### Exercise data
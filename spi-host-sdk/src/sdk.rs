//! Client API
//!
//! [`SpiSdk`] owns the runtime record of every SPI host on the SoC. It is
//! shared between the main context and the interrupt handler through a
//! [`SharedState`](crate::sync::SharedState).

#[cfg(feature = "defmt")]
use defmt::{info, warn};

use spi_host_core::config::{BoardConfig, ConfigError, HostParams, SdkConfig};
use spi_host_core::peripheral::NUM_PERIPHERALS;
use spi_host_core::{PeripheralId, Segment, SlaveDescriptor, SpiState, StateEvent};
use spi_host_driver::{Events, HwErrors, PendingIrq, SpiHost, SpiIrqHandler};
use spi_host_hal::SpiHostRegs;

use crate::engine::{Peripheral, Runtime};
use crate::error::{SdkError, TransferError};
use crate::handle::Spi;
use crate::transaction::{Callbacks, Completion, Transaction};

#[cfg(not(feature = "defmt"))]
macro_rules! info {
    ($($arg:tt)*) => {{}};
}

#[cfg(not(feature = "defmt"))]
macro_rules! warn {
    ($($arg:tt)*) => {{}};
}

/// Transaction engine for all SPI hosts of a SoC
pub struct SpiSdk<R> {
    peripherals: [Peripheral<R>; NUM_PERIPHERALS],
    config: SdkConfig,
}

impl<R: SpiHostRegs> SpiSdk<R> {
    /// Build the engine over the register blocks of each peripheral
    ///
    /// # Arguments
    /// * `regs` - Register access, in [`PeripheralId`] order
    /// * `board` - SDK settings and per-peripheral parameters
    pub fn new(regs: [R; NUM_PERIPHERALS], board: &BoardConfig) -> Result<Self, ConfigError> {
        board.validate()?;
        let mut index = 0;
        let peripherals = regs.map(|r| {
            let id = PeripheralId::ALL[index];
            let params = board.peripherals[index];
            index += 1;
            Peripheral::new(id, SpiHost::new(r, params))
        });
        Ok(Self {
            peripherals,
            config: board.sdk,
        })
    }

    /// Engine with default board parameters and the given SDK settings
    pub fn with_config(regs: [R; NUM_PERIPHERALS], config: SdkConfig) -> Result<Self, ConfigError> {
        let board = BoardConfig {
            sdk: config,
            peripherals: [HostParams::default(); NUM_PERIPHERALS],
        };
        Self::new(regs, &board)
    }

    pub fn config(&self) -> &SdkConfig {
        &self.config
    }

    pub fn peripheral(&self, id: PeripheralId) -> &Peripheral<R> {
        &self.peripherals[id.index()]
    }

    fn peri_mut(&mut self, id: PeripheralId) -> &mut Peripheral<R> {
        &mut self.peripherals[id.index()]
    }

    // ---------------------------------------------------------------------
    // Handles
    // ---------------------------------------------------------------------

    /// Bind `slave` to peripheral `id`
    ///
    /// Validates the slave, enables the block, its outputs and every error
    /// interrupt. The returned handle carries the realized frequency.
    pub fn init(&mut self, id: PeripheralId, slave: SlaveDescriptor) -> Result<Spi, SdkError> {
        let sys = self.config.system_clock_hz;
        let order = self.config.byte_order;
        let peri = self.peri_mut(id);
        let host = peri.host();
        let divider = slave.validate(host.params().num_cs, sys)?;

        host.set_enable(true);
        host.output_enable(true);
        host.set_errors_enabled(HwErrors::IRQ_ALL, true)?;
        host.enable_error_intr(true);
        if host.byte_order() != order {
            warn!("spi {}: hardware byte order differs from config", id);
        }
        peri.apply(StateEvent::Initialized);

        let slave = slave.realized(sys, divider);
        info!("spi {}: init csid {} at {} Hz", id, slave.csid, slave.freq_hz);
        Ok(Spi::new(id, slave, divider))
    }

    /// [`init`](Self::init) with a raw peripheral index
    pub fn init_index(&mut self, index: u32, slave: SlaveDescriptor) -> Result<Spi, SdkError> {
        let id = PeripheralId::from_index(index).ok_or(SdkError::IdxInvalid)?;
        self.init(id, slave)
    }

    /// Initialize `spi` in place; an initialized handle is rejected
    pub fn init_into(
        &mut self,
        spi: &mut Spi,
        id: PeripheralId,
        slave: SlaveDescriptor,
    ) -> Result<(), SdkError> {
        if spi.is_init() {
            return Err(SdkError::AlreadyInit);
        }
        *spi = self.init(id, slave)?;
        Ok(())
    }

    /// Invalidate a handle; the peripheral is left as is
    pub fn deinit(&mut self, spi: &mut Spi) {
        *spi = Spi::UNINIT;
    }

    /// Software reset of the handle's peripheral
    ///
    /// Drops queued commands and FIFO contents. The engine state is not
    /// touched, so resetting during a transaction leaves it Busy.
    pub fn reset(&mut self, spi: &Spi) -> Result<(), SdkError> {
        let id = spi.check()?;
        self.peripheral(id).host().sw_reset();
        Ok(())
    }

    pub fn get_state(&self, spi: &Spi) -> Result<SpiState, SdkError> {
        let id = spi.check()?;
        Ok(self.peripheral(id).state())
    }

    /// Runtime snapshot of peripheral `id`
    pub fn runtime(&self, id: PeripheralId) -> Runtime {
        self.peripheral(id).runtime()
    }

    /// Outcome and buffers of the last transaction that had no callback
    pub fn take_completion(&mut self, spi: &Spi) -> Result<Option<Completion>, SdkError> {
        let id = spi.check()?;
        Ok(self.peri_mut(id).take_completion())
    }

    // ---------------------------------------------------------------------
    // Non-blocking transfers
    // ---------------------------------------------------------------------

    /// Send `len` bytes from `tx`
    pub fn transmit_nb(
        &mut self,
        spi: &Spi,
        tx: &'static mut [u32],
        len: u32,
        callbacks: Callbacks,
    ) -> Result<(), TransferError> {
        self.submit(spi, Transaction::tx(tx, len), callbacks)
    }

    /// Receive `len` bytes into `rx`
    pub fn receive_nb(
        &mut self,
        spi: &Spi,
        rx: &'static mut [u32],
        len: u32,
        callbacks: Callbacks,
    ) -> Result<(), TransferError> {
        self.submit(spi, Transaction::rx(rx, len), callbacks)
    }

    /// Exchange `len` bytes full duplex
    pub fn transceive_nb(
        &mut self,
        spi: &Spi,
        tx: &'static mut [u32],
        rx: &'static mut [u32],
        len: u32,
        callbacks: Callbacks,
    ) -> Result<(), TransferError> {
        self.submit(spi, Transaction::bidir(tx, rx, len), callbacks)
    }

    /// Run an arbitrary segment list
    pub fn execute_nb(
        &mut self,
        spi: &Spi,
        segments: &[Segment],
        tx: Option<&'static mut [u32]>,
        rx: Option<&'static mut [u32]>,
        callbacks: Callbacks,
    ) -> Result<(), TransferError> {
        let txn = Transaction::generic(segments, tx, rx)
            .map_err(|(kind, buffers)| TransferError::new(kind, buffers))?;
        self.submit(spi, txn, callbacks)
    }

    /// Check everything, then program the slave and launch
    ///
    /// Nothing reaches the hardware unless the handle, the state and the
    /// transaction are all valid.
    pub fn submit(
        &mut self,
        spi: &Spi,
        txn: Transaction,
        callbacks: Callbacks,
    ) -> Result<(), TransferError> {
        if let Err(kind) = self.check_submit(spi, &txn) {
            return Err(TransferError::new(kind, txn.buffers));
        }
        let config = self.config;
        let Some(id) = spi.id() else {
            return Err(TransferError::new(SdkError::IdxInvalid, txn.buffers));
        };
        let peri = self.peri_mut(id);
        if let Err(kind) = peri.set_slave(spi) {
            return Err(TransferError::new(kind, txn.buffers));
        }
        peri.launch(&config, txn, callbacks)
    }

    fn check_submit(&self, spi: &Spi, txn: &Transaction) -> Result<(), SdkError> {
        let id = spi.check()?;
        if self.peripheral(id).state().is_busy() {
            return Err(SdkError::IsBusy);
        }
        if !self.peripheral(id).state().can_launch() {
            return Err(SdkError::NotInit);
        }
        txn.validate()
    }

    // ---------------------------------------------------------------------
    // Interrupts
    // ---------------------------------------------------------------------

    /// Service the interrupt of peripheral `id`
    ///
    /// Acknowledges whatever is pending and runs the error and event
    /// handlers. Harmless when nothing is pending.
    pub fn handle_irq(&mut self, id: PeripheralId) {
        let irq = PendingIrq::take(self.peripheral(id).host());
        irq.dispatch(id, self);
    }
}

impl<R: SpiHostRegs> SpiIrqHandler for SpiSdk<R> {
    fn on_event(&mut self, id: PeripheralId, events: Events) {
        self.peri_mut(id).on_event(events);
    }

    fn on_error(&mut self, id: PeripheralId, errors: HwErrors) {
        self.peri_mut(id).on_error(errors);
    }
}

### Exercise prompt
Among the records above, repeat exactly the line with "self.submit(spi, Transaction::rx(rx, len), callbacks)", the line with "if let Err(kind) = peri.set_slave(spi)", and every line in between, and only those.

### Answer section
        self.submit(spi, Transaction::rx(rx, len), callbacks)
    }

    /// Exchange `len` bytes full duplex
    pub fn transceive_nb(
        &mut self,
        spi: &Spi,
        tx: &'static mut [u32],
        rx: &'static mut [u32],
        len: u32,
        callbacks: Callbacks,
    ) -> Result<(), TransferError> {
        self.submit(spi, Transaction::bidir(tx, rx, len), callbacks)
    }

    /// Run an arbitrary segment list
    pub fn execute_nb(
        &mut self,
        spi: &Spi,
        segments: &[Segment],
        tx: Option<&'static mut [u32]>,
        rx: Option<&'static mut [u32]>,
        callbacks: Callbacks,
    ) -> Result<(), TransferError> {
        let txn = Transaction::generic(segments, tx, rx)
            .map_err(|(kind, buffers)| TransferError::new(kind, buffers))?;
        self.submit(spi, txn, callbacks)
    }

    /// Check everything, then program the slave and launch
    ///
    /// Nothing reaches the hardware unless the handle, the state and the
    /// transaction are all valid.
    pub fn submit(
        &mut self,
        spi: &Spi,
        txn: Transaction,
        callbacks: Callbacks,
    ) -> Result<(), TransferError> {
        if let Err(kind) = self.check_submit(spi, &txn) {
            return Err(TransferError::new(kind, txn.buffers));
        }
        let config = self.config;
        let Some(id) = spi.id() else {
            return Err(TransferError::new(SdkError::IdxInvalid, txn.buffers));
        };
        let peri = self.peri_mut(id);
        if let Err(kind) = peri.set_slave(spi) {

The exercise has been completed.